This happened lots of times, but the best know was probably KP.2.
5/ Image
But those lineages got some competition when another 456L lineage picked up R493E (KP.3).

For whatever reason this really only happened once. I'm not sure why. It was a C->G mutation, which is rare.

KP.3 seemed to be fitter than the 456L/346T gang.
6/ Image
I always expected KP.3 to pick up R346T, but there hasn't appeared to be much selective pressure for that to happen. There's probably some redundancy in 346T/493E advantages.

7/
Then the 346T/456L group found a neat trick. They deleted position S31, which gave them the leg up again.

8/ Image
But of course, KP.3 figured out that it could do that too.
The S31 deletion has occurred lots of times now, but the fittest among them seems to be KP.3.1.1.
9/ Image
So what does the S31 deletion do. It's been reported to both increase fitness (higher infectivity in pseudotype assays), and antibody evasion.

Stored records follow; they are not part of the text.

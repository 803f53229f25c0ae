use chrono::{DateTime, Utc};
use compliance_validation::{FormField, FormSchema, FormValues, SchemaError};
use serde::Serialize;

/// A concrete form: its fields, rules, starting values and payload shape.
pub trait FormKind: Send + Sync + 'static {
    /// Field enum of the form.
    type Field: FormField;
    /// Sanitized payload handed to the submit collaborator.
    type Payload: Serialize + Send + 'static;

    /// Short name used in logs.
    const NAME: &'static str;

    /// Rule set for the form.
    fn schema(&self) -> Result<FormSchema<Self::Field>, SchemaError>;

    /// Values the form starts from (and returns to on reset).
    fn initial_values(&self) -> FormValues<Self::Field> {
        FormValues::new()
    }

    /// Build the payload from a snapshot that passed validation.
    fn payload(
        &self,
        values: &FormValues<Self::Field>,
        submitted_at: DateTime<Utc>,
    ) -> Self::Payload;
}
//! Compliance CLI
//!
//! Operator tooling over the compliance core:
//! - Validate form snapshots and run them through the submission controller
//! - Score passwords against the configured policy
//! - Build consent records from the configured catalog
//! - Evaluate the destructive-action confirmation gate
//!
//! Results are printed to stdout as JSON; logs go to stderr.

use std::path::PathBuf;
use std::process::ExitCode;

use clap::{Args, Parser, Subcommand};
use tracing_subscriber::{layer::SubscriberExt, util::SubscriberInitExt};

mod commands;
mod config;
mod error;

use commands::check::FormName;
use commands::consent::Bulk;
use commands::gate::GateArg;
use commands::{check, consent, gate, strength, submit, CommandOutput};
use config::{ComplianceConfig, LoggingConfig};

#[derive(Parser)]
#[command(name = "compliance")]
#[command(about = "Compliance core: form validation, consent and confirmation", long_about = None)]
#[command(version)]
struct Cli {
    /// Configuration file path
    #[arg(short, long, env = "COMPLIANCE_CONFIG", global = true)]
    config: Option<String>,

    /// Enable verbose output
    #[arg(short, long, global = true)]
    verbose: bool,

    #[command(subcommand)]
    command: Commands,
}

#[derive(Subcommand)]
enum Commands {
    /// Validate a JSON snapshot of a form
    Check {
        #[arg(value_enum)]
        form: FormName,

        /// JSON object of field name to value
        #[arg(long)]
        values: PathBuf,
    },

    /// Validate and submit a snapshot, writing the payload as a JSON line
    Submit {
        #[arg(value_enum)]
        form: FormName,

        #[arg(long)]
        values: PathBuf,

        /// Append the payload here instead of printing it
        #[arg(short, long)]
        output: Option<PathBuf>,
    },

    /// Score a password
    Strength { password: String },

    /// Build a consent record
    Consent(ConsentArgs),

    /// Evaluate the confirmation gate
    Gate(GateArgs),

    /// Show the effective configuration
    Config,
}

#[derive(Args)]
struct ConsentArgs {
    /// Grant every optional category
    #[arg(long, conflicts_with = "reject_all")]
    accept_all: bool,

    /// Withdraw every optional category
    #[arg(long)]
    reject_all: bool,

    /// Grant a category (repeatable)
    #[arg(long = "grant", value_name = "ID")]
    grants: Vec<String>,

    /// Withdraw a category (repeatable)
    #[arg(long = "withdraw", value_name = "ID")]
    withdrawals: Vec<String>,
}

#[derive(Args)]
#[group(required = true, multiple = false)]
struct GateArgs {
    /// Text typed into the confirmation box
    #[arg(long)]
    typed: Option<String>,

    /// Acknowledgement checkbox ticked
    #[arg(long)]
    acknowledged: bool,
}

#[tokio::main]
async fn main() -> anyhow::Result<ExitCode> {
    let cli = Cli::parse();

    let config = ComplianceConfig::load(cli.config.as_deref())?;
    init_tracing(&config.logging, cli.verbose);

    let output = match cli.command {
        Commands::Check { form, values } => check::execute(form, &values, &config)?,
        Commands::Submit {
            form,
            values,
            output,
        } => submit::execute(form, &values, output, &config).await?,
        Commands::Strength { password } => strength::execute(&password, &config.password)?,
        Commands::Consent(args) => {
            let bulk = if args.accept_all {
                Some(Bulk::AcceptAll)
            } else if args.reject_all {
                Some(Bulk::RejectAll)
            } else {
                None
            };
            consent::execute(&config.consent, bulk, &args.grants, &args.withdrawals)?
        }
        Commands::Gate(args) => {
            let input = match args.typed {
                Some(text) => GateArg::Typed(text),
                None => GateArg::Acknowledged,
            };
            gate::execute(&config.confirmation, input)?
        }
        Commands::Config => CommandOutput::ok(serde_json::to_value(&config)?),
    };

    if let Some(body) = &output.body {
        println!("{}", serde_json::to_string_pretty(body)?);
    }
    Ok(if output.success {
        ExitCode::SUCCESS
    } else {
        ExitCode::FAILURE
    })
}

fn init_tracing(logging: &LoggingConfig, verbose: bool) {
    let level = if verbose { "debug" } else { logging.level.as_str() };
    let env_filter = tracing_subscriber::EnvFilter::try_from_default_env()
        .unwrap_or_else(|_| level.into());

    if logging.json {
        tracing_subscriber::registry()
            .with(env_filter)
            .with(tracing_subscriber::fmt::layer().json().with_writer(std::io::stderr))
            .init();
    } else {
        tracing_subscriber::registry()
            .with(env_filter)
            .with(
                tracing_subscriber::fmt::layer()
                    .without_time()
                    .with_writer(std::io::stderr),
            )
            .init();
    }
}
//! Core domain logic for the task card screen.
//! This crate is the single source of truth for task and interval invariants.

pub mod config;
pub mod logging;
pub mod model;
pub mod screen;
pub mod view;

pub use config::{ConfigError, TaskTemplate};
pub use logging::{default_log_level, init_logging, logging_status, LoggingError};
pub use model::interval::{
    max_interval_span, Interval, InvalidIntervalError, MAX_INTERVAL_SPAN_SECS,
};
pub use model::task::{NewTask, Task, TaskId, STATUS_UNSCHEDULED};
pub use screen::observable::{ListChange, ObservableList, SubscriptionId};
pub use screen::task_list::{ScreenError, TaskListState};
pub use view::card::{TaskCardView, TOGGLE_LABEL_COMPACT, TOGGLE_LABEL_EXPAND};
pub use view::format::{
    format_clock, format_duration, format_effect, format_interval, DurationFormatError,
};

/// Returns the core crate version.
pub fn core_version() -> &'static str {
    env!("CARGO_PKG_VERSION")
}

#[cfg(test)]
mod tests {
    use super::core_version;

    #[test]
    fn version_is_not_empty() {
        assert!(!core_version().is_empty());
    }
}
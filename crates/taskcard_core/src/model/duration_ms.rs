//! Serde adapter storing a `TimeDelta` as signed integer milliseconds.
//!
//! Sub-millisecond precision is dropped on serialization.

use chrono::TimeDelta;
use serde::de::Error as _;
use serde::{Deserialize, Deserializer, Serializer};

pub(crate) fn serialize<S>(value: &TimeDelta, serializer: S) -> Result<S::Ok, S::Error>
where
    S: Serializer,
{
    serializer.serialize_i64(value.num_milliseconds())
}

pub(crate) fn deserialize<'de, D>(deserializer: D) -> Result<TimeDelta, D::Error>
where
    D: Deserializer<'de>,
{
    let millis = i64::deserialize(deserializer)?;
    TimeDelta::try_milliseconds(millis)
        .ok_or_else(|| D::Error::custom(format!("duration out of range: {millis} ms")))
}
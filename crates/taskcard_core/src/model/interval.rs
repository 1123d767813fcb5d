//! Interval domain model.
//!
//! # Responsibility
//! - Represent an immutable UTC time span owned by a task.
//! - Reject spans longer than one day at construction time.
//!
//! # Invariants
//! - `end - start <= 24h`, compared at nanosecond resolution.
//! - A span of exactly 24 hours is accepted.
//! - `end >= start` is NOT enforced; negative spans are constructible.
//! - Fields are private; an `Interval` never changes after construction.

use chrono::{DateTime, SecondsFormat, TimeDelta, Utc};
use log::debug;
use serde::{Deserialize, Serialize};
use std::error::Error;
use std::fmt::{Display, Formatter};

/// Longest accepted interval span, in seconds (one day).
pub const MAX_INTERVAL_SPAN_SECS: i64 = 86_400;

/// Returns the longest accepted interval span.
pub fn max_interval_span() -> TimeDelta {
    TimeDelta::seconds(MAX_INTERVAL_SPAN_SECS)
}

/// Immutable time span between two UTC instants.
#[derive(Debug, Clone, Copy, PartialEq, Eq, Hash, Serialize, Deserialize)]
#[serde(try_from = "IntervalRecord", into = "IntervalRecord")]
pub struct Interval {
    start: DateTime<Utc>,
    end: DateTime<Utc>,
}

impl Interval {
    /// Creates a validated interval.
    ///
    /// # Errors
    /// - Returns [`InvalidIntervalError`] when `end - start` exceeds 24 hours.
    pub fn new(start: DateTime<Utc>, end: DateTime<Utc>) -> Result<Self, InvalidIntervalError> {
        let span = end - start;
        if span > max_interval_span() {
            debug!(
                "event=interval_rejected module=model status=error span_ms={}",
                span.num_milliseconds()
            );
            return Err(InvalidIntervalError { start, end });
        }
        Ok(Self { start, end })
    }

    pub fn start(&self) -> DateTime<Utc> {
        self.start
    }

    pub fn end(&self) -> DateTime<Utc> {
        self.end
    }

    /// Signed length of the interval. Negative when `end < start`.
    pub fn span(&self) -> TimeDelta {
        self.end - self.start
    }
}

/// Returned when an interval span is longer than 24 hours.
#[derive(Debug, Clone, Copy, PartialEq, Eq)]
pub struct InvalidIntervalError {
    pub start: DateTime<Utc>,
    pub end: DateTime<Utc>,
}

impl InvalidIntervalError {
    /// Span of the rejected input.
    pub fn span(&self) -> TimeDelta {
        self.end - self.start
    }
}

impl Display for InvalidIntervalError {
    fn fmt(&self, f: &mut Formatter<'_>) -> std::fmt::Result {
        write!(
            f,
            "interval greater than 24 hours: {} .. {}",
            self.start.to_rfc3339_opts(SecondsFormat::AutoSi, true),
            self.end.to_rfc3339_opts(SecondsFormat::AutoSi, true)
        )
    }
}

impl Error for InvalidIntervalError {}

/// Unvalidated wire shape. Deserialization goes through `Interval::new`.
#[derive(Debug, Clone, Copy, Serialize, Deserialize)]
struct IntervalRecord {
    start: DateTime<Utc>,
    end: DateTime<Utc>,
}

impl TryFrom<IntervalRecord> for Interval {
    type Error = InvalidIntervalError;

    fn try_from(value: IntervalRecord) -> Result<Self, Self::Error> {
        Interval::new(value.start, value.end)
    }
}

impl From<Interval> for IntervalRecord {
    fn from(value: Interval) -> Self {
        Self {
            start: value.start,
            end: value.end,
        }
    }
}

#[cfg(test)]
mod tests {
    use super::{max_interval_span, Interval};
    use chrono::{TimeDelta, TimeZone, Utc};

    #[test]
    fn span_is_end_minus_start() {
        let start = Utc.with_ymd_and_hms(2024, 2, 24, 14, 0, 0).unwrap();
        let end = Utc.with_ymd_and_hms(2024, 2, 24, 18, 0, 0).unwrap();
        let interval = Interval::new(start, end).unwrap();
        assert_eq!(interval.span(), TimeDelta::hours(4));
    }

    #[test]
    fn one_nanosecond_over_limit_is_rejected() {
        let start = Utc.with_ymd_and_hms(2024, 2, 24, 0, 0, 0).unwrap();
        let end = start + max_interval_span() + TimeDelta::nanoseconds(1);
        let err = Interval::new(start, end).unwrap_err();
        assert_eq!(err.span(), TimeDelta::days(1) + TimeDelta::nanoseconds(1));
    }

    #[test]
    fn error_message_names_both_bounds() {
        let start = Utc.with_ymd_and_hms(2024, 2, 24, 0, 0, 0).unwrap();
        let end = Utc.with_ymd_and_hms(2024, 2, 25, 0, 0, 1).unwrap();
        let message = Interval::new(start, end).unwrap_err().to_string();
        assert_eq!(
            message,
            "interval greater than 24 hours: 2024-02-24T00:00:00Z .. 2024-02-25T00:00:01Z"
        );
    }
}
//! Card projection of a task.
//!
//! # Responsibility
//! - Derive the text lines a UI shows for one task card.
//! - Keep formatting derived; nothing here is stored on the task.
//!
//! # Invariants
//! - Collapsed cards show the status and a schedule line.
//! - Expanded cards show only the labelled detail lines.

use crate::model::task::{Task, TaskId};
use crate::view::format::{format_duration, format_effect, format_interval, DurationFormatError};

/// Accessible label for the toggle of a collapsed card.
pub const TOGGLE_LABEL_EXPAND: &str = "Expand";
/// Accessible label for the toggle of an expanded card.
pub const TOGGLE_LABEL_COMPACT: &str = "Compact";

/// Text content of one rendered task card.
#[derive(Debug, Clone, PartialEq, Eq)]
pub struct TaskCardView {
    pub task_id: TaskId,
    pub title: String,
    pub expanded: bool,
    pub toggle_label: &'static str,
    /// Lines under the title while collapsed.
    pub summary_lines: Vec<String>,
    /// Lines in the detail section while expanded.
    pub detail_lines: Vec<String>,
}

impl TaskCardView {
    /// Renders a task in collapsed or expanded form.
    ///
    /// # Errors
    /// - Returns [`DurationFormatError`] when the planned duration is negative.
    pub fn render(task: &Task, expanded: bool) -> Result<Self, DurationFormatError> {
        let interval = format_interval(task.interval());
        let duration = format_duration(task.duration())?;

        let mut summary_lines = Vec::new();
        let mut detail_lines = Vec::new();
        if expanded {
            if let Some(status) = task.status() {
                detail_lines.push(format!("Status: {status}"));
            }
            detail_lines.push(format!("Interval: {interval}"));
            detail_lines.push(format!("Duration: {duration}"));
            detail_lines.push(format!("Effect: {}", format_effect(task.effect())));
        } else {
            if let Some(status) = task.status() {
                summary_lines.push(status.to_string());
            }
            summary_lines.push(format!("{interval} ({duration})"));
        }

        Ok(Self {
            task_id: task.id(),
            title: task.name().to_string(),
            expanded,
            toggle_label: if expanded {
                TOGGLE_LABEL_COMPACT
            } else {
                TOGGLE_LABEL_EXPAND
            },
            summary_lines,
            detail_lines,
        })
    }
}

The deletion introduces a glycosylation site, but it also restores the insertions/deletion balance in that part of Spike.
10/ Image
RaTG-13 had a glycosylation site at this position too, and I've seen it introduced in lots of cryptic lineages.

However, I never saw the 31 deletion until the JN.1 insertion occurred. Probably because of the insertion/deletion balance thing.

11/ Image
If I were smart I would put a 3D structure here showing why they insertion/deletion balance is important, but I'm not that smart (and it's just a theory).

12/
So what are we watching now?

There is a chimera-of-chimeras in China called XDV.1 that is doing pretty well there, but not really anywhere else.

Its spike is derived from JN.1, but it doesn't have any of the 'advanced' changes.

It does have the XBB Orf9b:I5T though.

13/ Image
Finally there is the new chimera that just got designated, XEC. This one just appeared in June and has fared pretty well. I don't think it could keep up with KP.3.1.1 currently, but if it picks up a few more changes it might.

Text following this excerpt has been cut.